- REQUIREMENT
For the data below, give again exactly the lines from the one containing "use crate::interpreter::Interpreter;" through the one containing "own front matter.", both ends included, and no others.

□ □ □ □ □

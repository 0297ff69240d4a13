//! Interactive fiction session management.

use sl_core::World;

use crate::config::SessionConfig;
use crate::error::CommandResult;
use crate::interpreter::Interpreter;
use crate::parser::{AliasIndex, Command, parse_command};
use crate::render::{self, Prompt};
use crate::state::WorldState;

/// What the session says back after one line of input.
#[derive(Debug, Clone, PartialEq, Eq)]
pub struct Reply {
    /// Text for the player.
    pub text: String,
    /// A question waiting for an answer, if any.
    pub prompt: Option<Prompt>,
    /// Whether the player asked to quit.
    pub quit: bool,
}

/// A play session: one world, one evolving state.
#[derive(Debug, Clone)]
pub struct Session {
    world: World,
    aliases: AliasIndex,
    state: WorldState,
    finished: bool,
}

impl Session {
    /// Start a session using the world's own front matter.
    pub fn new(world: World) -> CommandResult<Self> {
        Self::with_config(world, &SessionConfig::default())
    }

    /// Start a session with overrides.
    pub fn with_config(world: World, config: &SessionConfig) -> CommandResult<Self> {
        let state = WorldState::new(&world, config)?;
        let aliases = AliasIndex::build(&world);
        tracing::info!(
            title = %world.meta.title,
            scene = %state.current_scene,
            scenes = world.scene_count(),
            items = world.item_count(),
            "session started"
        );
        Ok(Self {
            world,
            aliases,
            state,
            finished: false,
        })
    }

    /// The world being played.
    pub fn world(&self) -> &World {
        &self.world
    }

    /// The current state.
    pub fn state(&self) -> &WorldState {
        &self.state
    }

    /// Whether the player has quit.
    pub fn is_finished(&self) -> bool {
        self.finished
    }

    /// The opening text: title, blurb and the first scene.
    pub fn intro(&self) -> Reply {
        let meta = &self.world.meta;
        let mut text = meta.title.clone();
        if !meta.description.is_empty() {
            text.push('\n');
            text.push_str(&meta.description);
        }
        text.push_str("\n\n");
        text.push_str(&render::scene(&self.world, &self.state));
        Reply {
            text,
            prompt: render::prompt(&self.world, &self.state),
            quit: false,
        }
    }

    /// Process one line of player input.
    pub fn process(&mut self, input: &str) -> Reply {
        if parse_command(input) == Command::Quit {
            self.finished = true;
            return Reply {
                text: "Goodbye.".to_string(),
                prompt: None,
                quit: true,
            };
        }

        let turn = Interpreter::new(&self.world, &self.aliases).execute(&self.state, input);
        self.state = turn.state;
        Reply {
            text: turn.output,
            prompt: render::prompt(&self.world, &self.state),
            quit: false,
        }
    }
}

#[cfg(test)]
mod tests {
    use super::*;
    use sl_core::{Exit, Scene, SceneId, WorldMeta};

    fn world() -> World {
        let mut meta = WorldMeta::new("Two Rooms");
        meta.description = "A tiny test story.".to_string();
        let mut world = World::new(meta);
        let mut hall = Scene::new(SceneId::new("hall"), "Hall");
        hall.exits = vec![Exit::new("east", SceneId::new("yard"))];
        world.add_scene(hall).unwrap();
        let mut yard = Scene::new(SceneId::new("yard"), "Yard");
        yard.exits = vec![Exit::new("west", SceneId::new("hall"))];
        world.add_scene(yard).unwrap();
        world
    }

    #[test]
    fn intro_shows_title_and_scene() {
        let session = Session::new(world()).unwrap();
        let intro = session.intro();
        assert!(intro.text.starts_with("Two Rooms\nA tiny test story.\n\nHall"));
        assert_eq!(intro.prompt, None);
    }

    #[test]
    fn process_moves_and_counts_turns() {
        let mut session = Session::new(world()).unwrap();
        let reply = session.process("e");
        assert!(reply.text.starts_with("Yard"));
        assert_eq!(session.state().current_scene, SceneId::new("yard"));
        assert_eq!(session.state().turns, 1);

        let reply = session.process("dance");
        assert_eq!(reply.text, "I don't understand that command.");
        assert_eq!(session.state().turns, 1);
    }

    #[test]
    fn quit_finishes_session() {
        let mut session = Session::new(world()).unwrap();
        let reply = session.process("quit");
        assert!(reply.quit);
        assert!(session.is_finished());
    }

    #[test]
    fn bare_exit_name_moves() {
        let mut session = Session::new(world()).unwrap();
        session.process("yard");
        assert_eq!(session.state().current_scene, SceneId::new("yard"));
        session.process("go west");
        assert_eq!(session.state().current_scene, SceneId::new("hall"));
    }
}
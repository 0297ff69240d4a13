//! The working copy a single command runs against.

use std::collections::BTreeMap;

use sl_core::{Character, CharacterId, Item, ItemId, Scene, World};

use crate::error::CommandError;
use crate::parser::{AliasIndex, EntityRef, Resolution, normalize_phrase};
use crate::state::{Owner, WorldState};

/// Why a command stopped early.
#[derive(Debug)]
pub(crate) enum Halt {
    /// The command was refused; nothing it did is kept.
    Failed(CommandError),
    /// A phrase named several entities; the player has to pick one.
    Ambiguous {
        phrase: String,
        candidates: Vec<EntityRef>,
    },
}

impl From<CommandError> for Halt {
    fn from(err: CommandError) -> Self {
        Self::Failed(err)
    }
}

pub(crate) type Step<T> = Result<T, Halt>;

/// Which entities a phrase may name.
#[derive(Debug, Clone, Copy, PartialEq, Eq)]
pub(crate) enum Scope {
    /// Items lying in the scene, including revealed contents.
    Scene,
    /// Items the player carries.
    Inventory,
    /// Scene items and carried items, including revealed contents.
    Reachable,
    /// Characters in the scene.
    Characters,
    /// Everything the player can look at.
    Visible,
}

pub(crate) struct Context<'a> {
    pub world: &'a World,
    pub aliases: &'a AliasIndex,
    pub state: WorldState,
    pub bindings: BTreeMap<String, EntityRef>,
    lines: Vec<String>,
}

impl<'a> Context<'a> {
    pub fn new(
        world: &'a World,
        aliases: &'a AliasIndex,
        state: WorldState,
        bindings: BTreeMap<String, EntityRef>,
    ) -> Self {
        Self {
            world,
            aliases,
            state,
            bindings,
            lines: Vec::new(),
        }
    }

    pub fn say(&mut self, line: impl Into<String>) {
        self.lines.push(line.into());
    }

    pub fn into_parts(self) -> (WorldState, String) {
        (self.state, self.lines.join("\n"))
    }

    pub fn scene(&self) -> Step<&'a Scene> {
        self.world
            .scene(&self.state.current_scene)
            .ok_or_else(|| broken(format!("unknown scene \"{}\"", self.state.current_scene)))
    }

    pub fn item(&self, id: &ItemId) -> Step<&'a Item> {
        self.world
            .item(id)
            .ok_or_else(|| broken(format!("unknown item \"{id}\"")))
    }

    pub fn character(&self, id: &CharacterId) -> Step<&'a Character> {
        self.world
            .character(id)
            .ok_or_else(|| broken(format!("unknown character \"{id}\"")))
    }

    /// Entities in `scope`, in the order they are listed to the player.
    pub fn visible(&self, scope: Scope) -> Vec<EntityRef> {
        let here = self
            .state
            .items
            .held_by(&Owner::Scene(self.state.current_scene.clone()));
        let carried = self.state.inventory();
        let present: Vec<CharacterId> = self
            .world
            .scene(&self.state.current_scene)
            .map(|s| s.characters.clone())
            .unwrap_or_default();

        let mut items = match scope {
            Scope::Scene => self.with_contents(here),
            Scope::Inventory => carried,
            Scope::Reachable | Scope::Visible => {
                let mut all = here;
                all.extend(carried);
                self.with_contents(all)
            }
            Scope::Characters => Vec::new(),
        };
        if scope == Scope::Visible {
            for character in &present {
                items.extend(self.state.items.held_by(&Owner::Character(character.clone())));
            }
        }

        let mut entities: Vec<EntityRef> = items.into_iter().map(EntityRef::Item).collect();
        if matches!(scope, Scope::Characters | Scope::Visible) {
            entities.extend(present.into_iter().map(EntityRef::Character));
        }
        entities
    }

    /// `items` followed by the contents of any opened, revealed container
    /// among them.
    fn with_contents(&self, items: Vec<ItemId>) -> Vec<ItemId> {
        let mut all = items.clone();
        for container in &items {
            if self.state.revealed.contains(container)
                && !self.state.is_locked(self.world, container)
            {
                all.extend(self.state.items.held_by(&Owner::Contained(container.clone())));
            }
        }
        all
    }

    /// Resolve `phrase` to one entity in `scope`.
    pub fn resolve(&self, phrase: &str, scope: Scope) -> Step<EntityRef> {
        let visible = self.visible(scope);
        let bound = self.bindings.get(&normalize_phrase(phrase));
        if let Some(bound) = bound.filter(|b| visible.contains(b)) {
            return Ok(bound.clone());
        }
        match self.aliases.resolve(self.world, phrase, &visible) {
            Resolution::Found(entity) => Ok(entity),
            Resolution::Ambiguous(candidates) => Err(Halt::Ambiguous {
                phrase: phrase.trim().to_string(),
                candidates,
            }),
            Resolution::NotFound { suggestion } => Err(CommandError::NotFound {
                phrase: phrase.trim().to_string(),
                suggestion,
            }
            .into()),
        }
    }

    /// Resolve `phrase` to an item in `scope`.
    pub fn resolve_item(&self, phrase: &str, scope: Scope) -> Step<&'a Item> {
        match self.resolve(phrase, scope)? {
            EntityRef::Item(id) => self.item(&id),
            EntityRef::Character(_) => Err(CommandError::NotFound {
                phrase: phrase.trim().to_string(),
                suggestion: None,
            }
            .into()),
        }
    }

    /// Resolve `phrase` to a character present in the scene.
    pub fn resolve_character(&self, phrase: &str) -> Step<&'a Character> {
        match self.resolve(phrase, Scope::Characters)? {
            EntityRef::Character(id) => self.character(&id),
            EntityRef::Item(_) => Err(CommandError::NotFound {
                phrase: phrase.trim().to_string(),
                suggestion: None,
            }
            .into()),
        }
    }

    /// The first item a phrase names anywhere in the world, visible or not.
    pub fn named_item(&self, phrase: &str) -> Option<&'a Item> {
        self.aliases
            .lookup(phrase)
            .iter()
            .filter_map(EntityRef::as_item)
            .find_map(|id| self.world.item(id))
    }
}

fn broken(message: String) -> Halt {
    Halt::Failed(CommandError::BrokenWorld(message))
}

□ □ □ □ □

- ANSWER SPACE
use crate::interpreter::Interpreter;
use crate::parser::{AliasIndex, Command, parse_command};
use crate::render::{self, Prompt};
use crate::state::WorldState;

/// What the session says back after one line of input.
#[derive(Debug, Clone, PartialEq, Eq)]
pub struct Reply {
    /// Text for the player.
    pub text: String,
    /// A question waiting for an answer, if any.
    pub prompt: Option<Prompt>,
    /// Whether the player asked to quit.
    pub quit: bool,
}

/// A play session: one world, one evolving state.
#[derive(Debug, Clone)]
pub struct Session {
    world: World,
    aliases: AliasIndex,
    state: WorldState,
    finished: bool,
}

impl Session {
    /// Start a session using the world's own front matter.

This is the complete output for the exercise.